Directions for this task
Exactly the lines from the line containing "let config = youtube_only();" through the last line of the entries below should appear in the answer, reproduced verbatim.

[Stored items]
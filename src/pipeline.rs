//! Wiring: build capabilities from configuration, construct the five
//! workers and run them until shutdown.

use std::sync::Arc;
use std::time::Duration;

use tokio::task::JoinHandle;
use tokio_util::sync::CancellationToken;
use tubedigest_captions::{CaptionSource, YtDlp};
use tubedigest_common::{Error, Result};
use tubedigest_db::pool::{init_pool, DbPool};

use crate::config::{database_path, Config};
use crate::providers::{
    AzureTranslator, ChatCompletionClient, GraphPoster, MetadataProvider, SocialPoster, Summarizer,
    Translator, YoutubeClient,
};
use crate::workers::{
    run_worker, CycleReport, DiscoveryWorker, PauseRange, PublicationWorker, SummarizationWorker,
    TranscriptionWorker, TranslationWorker, Worker, WorkerKind,
};

/// Every external collaborator the workers need.
#[derive(Clone)]
pub struct Capabilities {
    pub metadata: Arc<dyn MetadataProvider>,
    pub captions: Arc<dyn CaptionSource>,
    pub summarizer: Arc<dyn Summarizer>,
    pub translator: Arc<dyn Translator>,
    pub poster: Arc<dyn SocialPoster>,
}

impl Capabilities {
    /// Build the production clients.
    ///
    /// # Errors
    ///
    /// [`Error::Config`] when a credential is missing or yt-dlp cannot be found.
    pub fn from_config(config: &Config) -> Result<Self> {
        config.require_credentials()?;

        let captions = YtDlp::discover(
            config.captions.yt_dlp_path.as_deref(),
            config.captions.language.clone(),
            Duration::from_secs(config.captions.timeout_secs),
        )?;
        tracing::debug!(program = ?captions.program(), "Using caption tool");

        Ok(Self {
            metadata: Arc::new(YoutubeClient::from_config(&config.youtube)?),
            captions: Arc::new(captions),
            summarizer: Arc::new(ChatCompletionClient::from_config(&config.summarizer)?),
            translator: Arc::new(AzureTranslator::from_config(&config.translator)?),
            poster: Arc::new(GraphPoster::from_config(&config.publisher)?),
        })
    }
}

/// Construct one worker from a full set of capabilities.
pub fn build_worker(
    kind: WorkerKind,
    config: &Config,
    db: &DbPool,
    caps: &Capabilities,
) -> Result<Arc<dyn Worker>> {
    match kind {
        WorkerKind::Discovery => Ok(discovery(config, db, Arc::clone(&caps.metadata))),
        WorkerKind::Transcription => Ok(transcription(config, db, Arc::clone(&caps.captions))),
        WorkerKind::Summarization => Ok(summarization(config, db, Arc::clone(&caps.summarizer))),
        WorkerKind::Translation => Ok(translation(config, db, Arc::clone(&caps.translator))),
        WorkerKind::Publication => publication(config, db, Arc::clone(&caps.poster)),
    }
}

/// Construct one worker, building only the client it talks to.
///
/// Used by `run-once`, so a single stage can run while the credentials of
/// the other stages are still missing.
///
/// # Errors
///
/// [`Error::Config`] when that client's own settings are incomplete.
pub fn build_standalone_worker(
    kind: WorkerKind,
    config: &Config,
    db: &DbPool,
) -> Result<Arc<dyn Worker>> {
    match kind {
        WorkerKind::Discovery => {
            let metadata = YoutubeClient::from_config(&config.youtube)?;
            Ok(discovery(config, db, Arc::new(metadata)))
        }
        WorkerKind::Transcription => {
            let captions = YtDlp::discover(
                config.captions.yt_dlp_path.as_deref(),
                config.captions.language.clone(),
                Duration::from_secs(config.captions.timeout_secs),
            )?;
            Ok(transcription(config, db, Arc::new(captions)))
        }
        WorkerKind::Summarization => {
            let summarizer = ChatCompletionClient::from_config(&config.summarizer)?;
            Ok(summarization(config, db, Arc::new(summarizer)))
        }
        WorkerKind::Translation => {
            let translator = AzureTranslator::from_config(&config.translator)?;
            Ok(translation(config, db, Arc::new(translator)))
        }
        WorkerKind::Publication => {
            let poster = GraphPoster::from_config(&config.publisher)?;
            publication(config, db, Arc::new(poster))
        }
    }
}

fn discovery(config: &Config, db: &DbPool, metadata: Arc<dyn MetadataProvider>) -> Arc<dyn Worker> {
    Arc::new(DiscoveryWorker::new(
        db.clone(),
        metadata,
        Duration::from_secs(config.youtube.min_length_secs),
        Duration::from_secs(config.schedule.discovery_secs),
    ))
}

fn transcription(config: &Config, db: &DbPool, captions: Arc<dyn CaptionSource>) -> Arc<dyn Worker> {
    let pause = PauseRange::new(
        Duration::from_secs(config.captions.pause_min_secs),
        Duration::from_secs(config.captions.pause_max_secs),
    );
    let worker = TranscriptionWorker::new(
        db.clone(),
        captions,
        pause,
        Duration::from_secs(config.schedule.transcription_secs),
    );
    match &config.captions.scratch_dir {
        Some(dir) => Arc::new(worker.with_scratch_root(dir)),
        None => Arc::new(worker),
    }
}

fn summarization(config: &Config, db: &DbPool, summarizer: Arc<dyn Summarizer>) -> Arc<dyn Worker> {
    Arc::new(SummarizationWorker::new(
        db.clone(),
        summarizer,
        Duration::from_secs(config.schedule.summarization_secs),
    ))
}

fn translation(config: &Config, db: &DbPool, translator: Arc<dyn Translator>) -> Arc<dyn Worker> {
    Arc::new(TranslationWorker::new(
        db.clone(),
        translator,
        config.translator.source_language.clone(),
        config.translator.target_language.clone(),
        Duration::from_secs(config.schedule.translation_secs),
    ))
}

fn publication(
    config: &Config,
    db: &DbPool,
    poster: Arc<dyn SocialPoster>,
) -> Result<Arc<dyn Worker>> {
    let page_id = config
        .publisher
        .page_id
        .clone()
        .filter(|p| !p.trim().is_empty())
        .ok_or_else(|| Error::Config("publisher.page_id is not set".into()))?;
    Ok(Arc::new(PublicationWorker::new(
        db.clone(),
        poster,
        page_id,
        config.publisher.disclaimer.clone(),
        Duration::from_secs(config.schedule.publication_secs),
    )))
}

/// Construct all five workers in pipeline order.
pub fn build_workers(
    config: &Config,
    db: &DbPool,
    caps: &Capabilities,
) -> Result<Vec<Arc<dyn Worker>>> {
    WorkerKind::ALL
        .iter()
        .map(|kind| build_worker(*kind, config, db, caps))
        .collect()
}

/// The running set of worker tasks.
pub struct Pipeline {
    cancel: CancellationToken,
    handles: Vec<(&'static str, JoinHandle<()>)>,
}

impl Pipeline {
    /// Spawn one task per worker, each with a child of a shared token.
    pub fn spawn(workers: Vec<Arc<dyn Worker>>) -> Self {
        let cancel = CancellationToken::new();
        let handles = workers
            .into_iter()
            .map(|worker| {
                let name = worker.name();
                let token = cancel.child_token();
                (name, tokio::spawn(run_worker(worker, token)))
            })
            .collect();

        Self { cancel, handles }
    }

    /// Token that stops every worker when cancelled.
    pub fn cancel_token(&self) -> CancellationToken {
        self.cancel.clone()
    }

    /// Cancel all workers and wait for their tasks to end.
    pub async fn shutdown(self) {
        self.cancel.cancel();
        for (name, handle) in self.handles {
            if let Err(e) = handle.await {
                tracing::error!(worker = name, "Worker task ended abnormally: {e}");
            }
        }
        tracing::info!("Pipeline stopped");
    }
}

/// Run the whole pipeline until SIGINT or SIGTERM.
pub async fn run(config: Config) -> anyhow::Result<()> {
    let caps = Capabilities::from_config(&config)?;
    let db = init_pool(&database_path(&config), &config.database.pool_settings())?;
    let workers = build_workers(&config, &db, &caps)?;

    tracing::info!(workers = workers.len(), "Starting pipeline");
    let pipeline = Pipeline::spawn(workers);

    shutdown_signal(pipeline.cancel_token()).await;
    pipeline.shutdown().await;
    Ok(())
}

/// Run a single cycle of one worker, stopping early on Ctrl+C.
pub async fn run_once(config: Config, kind: WorkerKind) -> anyhow::Result<CycleReport> {
    let db = init_pool(&database_path(&config), &config.database.pool_settings())?;
    let worker = build_standalone_worker(kind, &config, &db)?;

    let cancel = CancellationToken::new();
    let signal = tokio::spawn(shutdown_signal(cancel.clone()));
    let result = worker.run_cycle(&cancel).await;
    // Releases the signal task; it does not log for this cancel.
    cancel.cancel();
    let _ = signal.await;

    Ok(result?)
}

/// Wait for SIGINT or SIGTERM, then cancel `cancel`.
///
/// Returns quietly if `cancel` fires first.
pub async fn shutdown_signal(cancel: CancellationToken) {
    let ctrl_c = async {
        if let Err(e) = tokio::signal::ctrl_c().await {
            tracing::error!("Failed to install Ctrl+C handler: {e}");
            std::future::pending::<()>().await;
        }
    };

    #[cfg(unix)]
    let terminate = async {
        match tokio::signal::unix::signal(tokio::signal::unix::SignalKind::terminate()) {
            Ok(mut signal) => {
                signal.recv().await;
            }
            Err(e) => {
                tracing::error!("Failed to install SIGTERM handler: {e}");
                std::future::pending::<()>().await;
            }
        }
    };

    #[cfg(not(unix))]
    let terminate = std::future::pending::<()>();

    tokio::select! {
        _ = ctrl_c => tracing::info!("Interrupt received, shutting down"),
        _ = terminate => tracing::info!("SIGTERM received, shutting down"),
        _ = cancel.cancelled() => return,
    }

    cancel.cancel();
}

#[cfg(test)]
mod tests {
    use super::*;
    use assert_matches::assert_matches;
    use tubedigest_db::pool::init_memory_pool;

    // `assert_matches!` formats the scrutinee on failure, so the worker
    // trait object needs a Debug impl in tests.
    impl std::fmt::Debug for dyn crate::workers::Worker {
        fn fmt(&self, f: &mut std::fmt::Formatter<'_>) -> std::fmt::Result {
            f.debug_struct("Worker").field("name", &self.name()).finish()
        }
    }

    fn youtube_only() -> Config {
        let mut config = Config::default();
        config.youtube.api_key = Some("yt-key".into());
        config
    }

    #[test]
    fn standalone_discovery_needs_only_youtube_key() {
        let db = init_memory_pool().unwrap();
        let worker = build_standalone_worker(WorkerKind::Discovery, &youtube_only(), &db).unwrap();
        assert_eq!(worker.name(), "discovery");
        assert_eq!(worker.interval(), Duration::from_secs(3600));
    }

    #[test]
    fn standalone_worker_reports_its_own_missing_setting() {
        let db = init_memory_pool().unwrap();
        let config = youtube_only();

        assert_matches!(
            build_standalone_worker(WorkerKind::Translation, &config, &db),
            Err(Error::Config(msg)) if msg.contains("translator.api_key")
        );
        assert_matches!(
            build_standalone_worker(WorkerKind::Publication, &config, &db),
            Err(Error::Config(msg)) if msg.contains("publisher.access_token")
        );
    }

    #[test]
    fn publication_needs_page_id() {
        let db = init_memory_pool().unwrap();
        let mut config = Config::default();
        config.publisher.access_token = Some("token".into());

        assert_matches!(
            build_standalone_worker(WorkerKind::Publication, &config, &db),
            Err(Error::Config(msg)) if msg.contains("page_id")
        );
    }

    #[tokio::test]
    async fn shutdown_signal_returns_on_own_cancel() {
        let cancel = CancellationToken::new();
        let waiter = tokio::spawn(shutdown_signal(cancel.clone()));
        cancel.cancel();
        tokio::time::timeout(Duration::from_secs(5), waiter)
            .await
            .unwrap()
            .unwrap();
    }
}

Your solution
        let config = youtube_only();

        assert_matches!(
            build_standalone_worker(WorkerKind::Translation, &config, &db),
            Err(Error::Config(msg)) if msg.contains("translator.api_key")
        );
        assert_matches!(
            build_standalone_worker(WorkerKind::Publication, &config, &db),
            Err(Error::Config(msg)) if msg.contains("publisher.access_token")
        );
    }

    #[test]
    fn publication_needs_page_id() {
        let db = init_memory_pool().unwrap();
        let mut config = Config::default();
        config.publisher.access_token = Some("token".into());

        assert_matches!(
            build_standalone_worker(WorkerKind::Publication, &config, &db),
            Err(Error::Config(msg)) if msg.contains("page_id")
        );
    }

    #[tokio::test]
    async fn shutdown_signal_returns_on_own_cancel() {
        let cancel = CancellationToken::new();
        let waiter = tokio::spawn(shutdown_signal(cancel.clone()));
        cancel.cancel();
        tokio::time::timeout(Duration::from_secs(5), waiter)
            .await
            .unwrap()
            .unwrap();
    }
}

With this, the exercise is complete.